Records drawn from a dataset:
-*-*-

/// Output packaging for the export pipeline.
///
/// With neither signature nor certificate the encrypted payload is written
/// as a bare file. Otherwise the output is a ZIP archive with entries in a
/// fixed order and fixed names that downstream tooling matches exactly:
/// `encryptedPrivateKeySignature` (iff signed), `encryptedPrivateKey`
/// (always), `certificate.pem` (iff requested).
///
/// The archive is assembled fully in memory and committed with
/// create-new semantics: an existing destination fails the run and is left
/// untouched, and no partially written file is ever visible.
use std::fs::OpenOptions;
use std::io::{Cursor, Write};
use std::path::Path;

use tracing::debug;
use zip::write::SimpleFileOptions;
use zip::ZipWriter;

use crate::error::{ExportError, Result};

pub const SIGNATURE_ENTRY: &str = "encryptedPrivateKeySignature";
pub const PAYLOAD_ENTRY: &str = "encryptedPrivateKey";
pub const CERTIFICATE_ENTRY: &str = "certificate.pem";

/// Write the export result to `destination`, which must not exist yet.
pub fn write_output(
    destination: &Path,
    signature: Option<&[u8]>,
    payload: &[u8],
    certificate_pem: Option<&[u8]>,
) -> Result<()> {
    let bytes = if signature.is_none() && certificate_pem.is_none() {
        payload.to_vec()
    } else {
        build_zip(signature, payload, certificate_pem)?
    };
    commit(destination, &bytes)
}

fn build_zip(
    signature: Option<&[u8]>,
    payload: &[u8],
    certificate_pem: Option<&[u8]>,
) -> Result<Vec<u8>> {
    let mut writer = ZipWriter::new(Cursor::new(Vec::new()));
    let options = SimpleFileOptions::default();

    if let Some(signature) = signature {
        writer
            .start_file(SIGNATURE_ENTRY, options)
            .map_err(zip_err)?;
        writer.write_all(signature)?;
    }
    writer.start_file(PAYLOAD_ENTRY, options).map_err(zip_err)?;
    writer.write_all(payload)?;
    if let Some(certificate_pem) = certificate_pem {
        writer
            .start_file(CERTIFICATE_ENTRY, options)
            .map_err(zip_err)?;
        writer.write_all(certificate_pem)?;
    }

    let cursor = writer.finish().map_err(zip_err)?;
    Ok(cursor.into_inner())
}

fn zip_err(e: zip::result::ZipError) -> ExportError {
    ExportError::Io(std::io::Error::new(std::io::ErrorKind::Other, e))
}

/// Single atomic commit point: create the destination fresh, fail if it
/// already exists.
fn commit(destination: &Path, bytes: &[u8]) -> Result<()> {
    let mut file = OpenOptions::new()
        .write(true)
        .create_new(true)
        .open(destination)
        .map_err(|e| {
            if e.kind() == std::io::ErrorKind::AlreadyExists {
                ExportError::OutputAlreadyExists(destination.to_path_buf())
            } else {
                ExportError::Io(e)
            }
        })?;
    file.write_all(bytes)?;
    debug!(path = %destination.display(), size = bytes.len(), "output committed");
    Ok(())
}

-*-*-

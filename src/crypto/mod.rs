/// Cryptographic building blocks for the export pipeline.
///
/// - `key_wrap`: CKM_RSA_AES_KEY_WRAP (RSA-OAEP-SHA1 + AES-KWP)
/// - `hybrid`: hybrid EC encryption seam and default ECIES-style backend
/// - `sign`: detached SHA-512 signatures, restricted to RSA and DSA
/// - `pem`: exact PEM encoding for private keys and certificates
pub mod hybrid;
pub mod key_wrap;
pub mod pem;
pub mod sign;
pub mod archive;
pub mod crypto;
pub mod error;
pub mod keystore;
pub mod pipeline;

-*-*-

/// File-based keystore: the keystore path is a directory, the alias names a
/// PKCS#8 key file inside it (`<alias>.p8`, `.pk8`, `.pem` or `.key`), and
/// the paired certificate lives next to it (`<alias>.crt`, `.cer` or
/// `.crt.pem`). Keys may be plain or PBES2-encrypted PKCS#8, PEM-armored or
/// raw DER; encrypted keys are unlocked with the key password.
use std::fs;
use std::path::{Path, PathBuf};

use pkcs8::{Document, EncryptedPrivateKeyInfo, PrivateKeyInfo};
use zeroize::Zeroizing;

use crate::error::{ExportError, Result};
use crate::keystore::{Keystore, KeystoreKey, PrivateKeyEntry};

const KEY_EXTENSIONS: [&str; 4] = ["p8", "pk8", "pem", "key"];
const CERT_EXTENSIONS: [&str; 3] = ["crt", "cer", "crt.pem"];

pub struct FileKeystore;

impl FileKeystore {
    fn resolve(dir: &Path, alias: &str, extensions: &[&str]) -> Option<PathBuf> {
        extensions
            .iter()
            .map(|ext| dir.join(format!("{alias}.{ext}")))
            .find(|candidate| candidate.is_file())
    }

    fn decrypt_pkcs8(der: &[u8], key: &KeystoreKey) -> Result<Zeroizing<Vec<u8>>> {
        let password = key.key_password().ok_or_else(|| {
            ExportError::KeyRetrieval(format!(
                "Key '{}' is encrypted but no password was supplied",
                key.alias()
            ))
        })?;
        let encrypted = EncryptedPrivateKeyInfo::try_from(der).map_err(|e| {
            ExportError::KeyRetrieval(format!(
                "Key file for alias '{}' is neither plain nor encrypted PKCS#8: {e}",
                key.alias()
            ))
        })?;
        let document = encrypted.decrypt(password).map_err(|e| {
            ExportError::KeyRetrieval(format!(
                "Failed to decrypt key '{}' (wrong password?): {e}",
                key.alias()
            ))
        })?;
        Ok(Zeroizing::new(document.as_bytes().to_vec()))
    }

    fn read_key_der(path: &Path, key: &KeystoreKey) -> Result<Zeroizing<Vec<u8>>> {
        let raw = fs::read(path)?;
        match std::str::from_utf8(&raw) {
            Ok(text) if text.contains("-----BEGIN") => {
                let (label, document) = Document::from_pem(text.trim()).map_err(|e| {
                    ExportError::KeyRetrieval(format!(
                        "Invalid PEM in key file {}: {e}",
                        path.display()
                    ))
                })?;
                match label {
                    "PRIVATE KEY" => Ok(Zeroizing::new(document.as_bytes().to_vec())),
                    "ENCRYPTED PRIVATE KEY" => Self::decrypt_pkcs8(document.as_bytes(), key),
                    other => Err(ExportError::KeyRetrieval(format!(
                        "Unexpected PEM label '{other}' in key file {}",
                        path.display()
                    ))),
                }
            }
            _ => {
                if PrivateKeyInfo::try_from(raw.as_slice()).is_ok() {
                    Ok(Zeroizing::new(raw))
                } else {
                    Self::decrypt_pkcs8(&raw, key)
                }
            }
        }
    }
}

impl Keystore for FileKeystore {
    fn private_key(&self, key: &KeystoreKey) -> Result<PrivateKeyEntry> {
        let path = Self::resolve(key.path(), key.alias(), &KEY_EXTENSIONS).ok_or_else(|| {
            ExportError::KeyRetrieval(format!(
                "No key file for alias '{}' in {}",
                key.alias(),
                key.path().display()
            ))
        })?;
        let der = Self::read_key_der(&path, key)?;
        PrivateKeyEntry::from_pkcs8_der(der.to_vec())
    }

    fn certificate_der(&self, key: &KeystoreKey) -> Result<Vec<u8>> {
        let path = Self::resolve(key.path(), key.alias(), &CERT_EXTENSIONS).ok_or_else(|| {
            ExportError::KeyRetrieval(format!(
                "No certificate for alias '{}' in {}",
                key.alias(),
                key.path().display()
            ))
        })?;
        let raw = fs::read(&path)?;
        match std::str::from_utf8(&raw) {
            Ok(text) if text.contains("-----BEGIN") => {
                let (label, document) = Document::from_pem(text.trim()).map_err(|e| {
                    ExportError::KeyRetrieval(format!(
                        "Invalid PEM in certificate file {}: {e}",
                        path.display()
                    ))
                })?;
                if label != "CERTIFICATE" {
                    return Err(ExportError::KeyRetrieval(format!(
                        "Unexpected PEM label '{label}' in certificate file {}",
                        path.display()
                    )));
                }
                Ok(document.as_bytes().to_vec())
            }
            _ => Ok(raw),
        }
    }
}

-*-*-

What needs to be done: Take exactly the lines from the one containing "pub mod archive;" through the one containing "pub mod pipeline;" in the data above, and output them with nothing added.

Reply to the exercise:
pub mod archive;
pub mod crypto;
pub mod error;
pub mod keystore;
pub mod pipeline;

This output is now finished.